However, Alex also now admits that in order to push their business efforts forward he had to get out of that mindset.

“I didn’t want to just be a bartender or a cook,” Alex said. “I wanted to build a company. And luckily we had an awesome starting crew, some of whom are still with us today. Those who still are with us today have taken over a number of the day-to-day duties. Taylor Beiswenger is our talent artist and general manager, Charlie Larson is our bar manager who has been with us from almost day one, and Susan Ayers is our Kitchen Manager”

Expansion Begins (June 2014)

Alex and Britt began building on that goal very quickly by opening their second restaurant, which also used to have “Brew” in the name, in Detroit Lakes with a group of partners in June 2014.

They would go on to sell their ownership of the restaurant to their partners in 2017.

The Couple Becomes a Family (September 2015)

In September of 2015, Alex and Britt welcomed their first child, Dash, into the world. He is pictured here with Alex.

A Friends Dream is Realized (August 2016)

In 2016, the Belquists opened Up North Pizza Pub with their longtime friends Jesse Johnson, who they met at Labby’s, and Kyle Cash.

“Jesse does a fantastic job there and completely runs the place,” Britt said. “He’s from East Grand Forks and it had always been his dream to go back there and open up a pizza place. Kyle has been an amazing partner as well.

The Belquists Come Back to Their College Town (November 2017)

The Belquists moved from Perham to Fargo in order to be closer to family and more centrally located between all of their businesses.

The Hall Opens (January 2018)

The Belquist’s fourth restaurant, City Brew Hall in Wahpeton, ND, came about after they were approached by the former Mayor of Wahpeton Jim Sturdevant who talked to the couple about how the town could really use a restaurant in their downtown.

“At the time we came into Perham, downtown Perham was really lacking a bar &
grill,” Alex said. “The side of downtown we are on was quieter and there definitely weren’t cars lining the streets after 5 p.m. due to there not being any restaurants. This was the same for Wahpeton’s downtown. We realized we had the opportunity to provide the same thing that was missing in Wahpeton.”

This project also marked the beginning of another key partnership in the Belquist’s entrepreneurial journey.

When looking for a space to open City Brew Hall in Wahpeton, they ended up settling on the old city hall building which had been vacant since 1997. In choosing this space, the city of Wahpeton provided “amazing incentives” to aid in the renovation project which turned the building, which was set to be demolished, into a beautiful 150 seat restaurant with a 300 seat event venue. Enter the Terstrieps.

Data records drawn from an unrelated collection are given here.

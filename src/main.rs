use anyhow::Result;
use clap::Parser;
use std::path::PathBuf;
use std::sync::Arc;
use tracing::info;
use tracing_subscriber::EnvFilter;

use asana_extractor::api::AsanaClient;
use asana_extractor::config::{self, Overrides};
use asana_extractor::extractor::Extractor;
use asana_extractor::jobs::{ExtractionJob, ResourceKind};
use asana_extractor::scheduler::Scheduler;
use asana_extractor::shutdown::shutdown_signal;
use asana_extractor::storage::{FileStorage, SnapshotSink};

#[derive(Debug, Parser)]
#[command(
    author,
    version,
    about = "Periodically extract Asana users and projects into JSON snapshots"
)]
struct Args {
    /// Path to an optional YAML config file
    #[arg(long)]
    config: Option<PathBuf>,

    /// Asana personal access token (required unless set in the config file)
    #[arg(long)]
    asana_access_token: Option<String>,

    /// Asana API base URL
    #[arg(long)]
    asana_host: Option<String>,

    /// Time between extraction runs: `30s` or `5m`
    #[arg(long)]
    extraction_period: Option<String>,

    /// Directory receiving the JSON snapshots
    #[arg(long)]
    output_dir: Option<String>,
}

#[tokio::main]
async fn main() -> Result<()> {
    tracing_subscriber::fmt()
        .with_env_filter(
            EnvFilter::try_from_default_env().unwrap_or_else(|_| EnvFilter::new("info")),
        )
        .with_target(false)
        .compact()
        .init();

    let args = Args::parse();
    let cfg = config::load(
        args.config.as_deref(),
        Overrides {
            access_token: args.asana_access_token,
            host: args.asana_host,
            extraction_period: args.extraction_period,
            output_dir: args.output_dir,
        },
    )?;
    cfg.ensure_dirs()?;
    let period = cfg.extraction_period()?;

    let client = AsanaClient::new(cfg.api_base_url()?, cfg.asana.access_token.clone())?
        .with_retry_policy(cfg.retry_policy());
    let extractor = Extractor::new(Arc::new(client)).with_page_limit(cfg.asana.page_limit);
    let storage: Arc<dyn SnapshotSink> = Arc::new(FileStorage::new(&cfg.output.dir));

    info!(
        pid = std::process::id(),
        %period,
        output_dir = %cfg.output.dir,
        "asana extractor running"
    );

    let mut scheduler = Scheduler::new();
    for kind in ResourceKind::ALL {
        scheduler.schedule(
            kind.job_name(),
            period.interval(),
            ExtractionJob::new(extractor.clone(), storage.clone(), kind),
        )?;
    }

    let shutdown = scheduler.shutdown_token();
    tokio::spawn(async move {
        shutdown_signal().await;
        shutdown.cancel();
    });

    scheduler.wait().await;
    scheduler.join().await;
    info!("asana extractor stopped");
    Ok(())
}
use serde::{Deserialize, Serialize};

/// One page of a list endpoint: `{ data: [..], next_page: { offset } }`.
#[derive(Debug, Clone, Serialize, Deserialize, PartialEq, Eq)]
pub struct Page<T> {
    pub data: Vec<T>,
    #[serde(default, skip_serializing_if = "Option::is_none")]
    pub next_page: Option<NextPage>,
}

impl<T> Page<T> {
    pub fn into_parts(self) -> (Vec<T>, Option<NextPage>) {
        (self.data, self.next_page)
    }
}

/// Continuation cursor. Only its presence matters; offsets are opaque.
#[derive(Debug, Clone, Serialize, Deserialize, PartialEq, Eq)]
pub struct NextPage {
    pub offset: String,
}

#[derive(Debug, Clone, Serialize, Deserialize, PartialEq, Eq)]
pub struct Workspace {
    pub gid: String,
}

#[derive(Debug, Clone, Serialize, Deserialize, PartialEq, Eq)]
pub struct Project {
    pub gid: String,
}

#[derive(Debug, Clone, Serialize, Deserialize, PartialEq, Eq)]
pub struct User {
    pub gid: String,
    #[serde(default)]
    pub name: String,
    #[serde(default)]
    pub email: String,
    #[serde(default)]
    pub workspaces: Vec<Compact>,
    #[serde(default, skip_serializing_if = "Option::is_none")]
    pub photo: Option<Photo>,
}

/// Compact reference to another resource, as embedded in a user record.
#[derive(Debug, Clone, Serialize, Deserialize, PartialEq, Eq)]
pub struct Compact {
    pub gid: String,
    #[serde(default)]
    pub resource_type: String,
    #[serde(default)]
    pub name: String,
}

#[derive(Debug, Clone, Serialize, Deserialize, PartialEq, Eq)]
pub struct Photo {
    #[serde(rename = "image_27x27", default)]
    pub small: Option<String>,
    #[serde(rename = "image_128x128", default)]
    pub medium: Option<String>,
    #[serde(rename = "image_1024x1024", default)]
    pub huge: Option<String>,
}

/// Error body returned with 4xx/5xx responses.
#[derive(Debug, Clone, Default, Serialize, Deserialize, PartialEq, Eq)]
pub struct ErrorsResponse {
    #[serde(default)]
    pub errors: Vec<ErrorDetail>,
}

#[derive(Debug, Clone, Default, Serialize, Deserialize, PartialEq, Eq)]
pub struct ErrorDetail {
    #[serde(default)]
    pub message: String,
    #[serde(default)]
    pub help: String,
    #[serde(default)]
    pub phrase: String,
}

#[cfg(test)]
mod tests {
    use super::*;
    use serde_json::json;

    #[test]
    fn page_without_cursor_is_last() {
        let page: Page<Workspace> = serde_json::from_value(json!({
            "data": [{ "gid": "1" }, { "gid": "2" }],
            "next_page": null
        }))
        .unwrap();
        assert_eq!(page.data.len(), 2);
        assert!(page.next_page.is_none());

        let page: Page<Project> = serde_json::from_value(json!({ "data": [] })).unwrap();
        assert!(page.next_page.is_none());
    }

    #[test]
    fn page_keeps_offset_and_ignores_extra_cursor_fields() {
        let page: Page<Project> = serde_json::from_value(json!({
            "data": [{ "gid": "p1", "resource_type": "project" }],
            "next_page": { "offset": "eyJ0eXAi", "path": "/projects?offset=eyJ0eXAi", "uri": "https://x" }
        }))
        .unwrap();
        let (items, next) = page.into_parts();
        assert_eq!(items, vec![Project { gid: "p1".into() }]);
        assert_eq!(next.unwrap().offset, "eyJ0eXAi");
    }

    #[test]
    fn user_with_photo_and_workspaces() {
        let user: User = serde_json::from_value(json!({
            "gid": "u1",
            "name": "Ada",
            "email": "ada@example.com",
            "workspaces": [{ "gid": "w1", "resource_type": "workspace", "name": "Eng" }],
            "photo": {
                "image_27x27": "https://s/27.png",
                "image_128x128": "https://s/128.png",
                "image_1024x1024": "https://s/1024.png"
            }
        }))
        .unwrap();
        assert_eq!(user.workspaces[0].name, "Eng");
        let photo = user.photo.unwrap();
        assert_eq!(photo.small.as_deref(), Some("https://s/27.png"));
        assert_eq!(photo.huge.as_deref(), Some("https://s/1024.png"));
    }

    #[test]
    fn compact_user_fills_defaults() {
        let user: User = serde_json::from_value(json!({
            "gid": "u2",
            "name": "Bob",
            "resource_type": "user",
            "photo": null
        }))
        .unwrap();
        assert_eq!(user.email, "");
        assert!(user.workspaces.is_empty());
        assert!(user.photo.is_none());

        let out = serde_json::to_value(&user).unwrap();
        assert!(out.get("photo").is_none());
    }
}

This is where Shelby Terstriep, Alex’s sister, and Chad Terstriep enter the picture. Shelby was originally drawn to the project due to the possibility of an event space. The Belquist’s brought her and her husband on as partners and she ran with the opportunity, playing an instrumental role in designing the space and helping with events once the space opened.

“Again, our partners and our team here are amazing,” Britt said. “This wouldn’t be possible without the Terstrieps or our Bar and Restaurant Managers (Sarah Kummer, TJ Opdahl and Teresa Guck) or our Events Team which is led by Neely Zach.”

You Gotta Be Cluckin Me, a Fifth Restaurant? (September 2019)

The Belquist’s fifth restaurant took off as a bit of an accident.

The space where the restaurant, a fried chicken joint named Brew Bird, is now located became available over a year and a half before the Belquists were set to open their marquee project 701 Eateries (we’ll get to that later).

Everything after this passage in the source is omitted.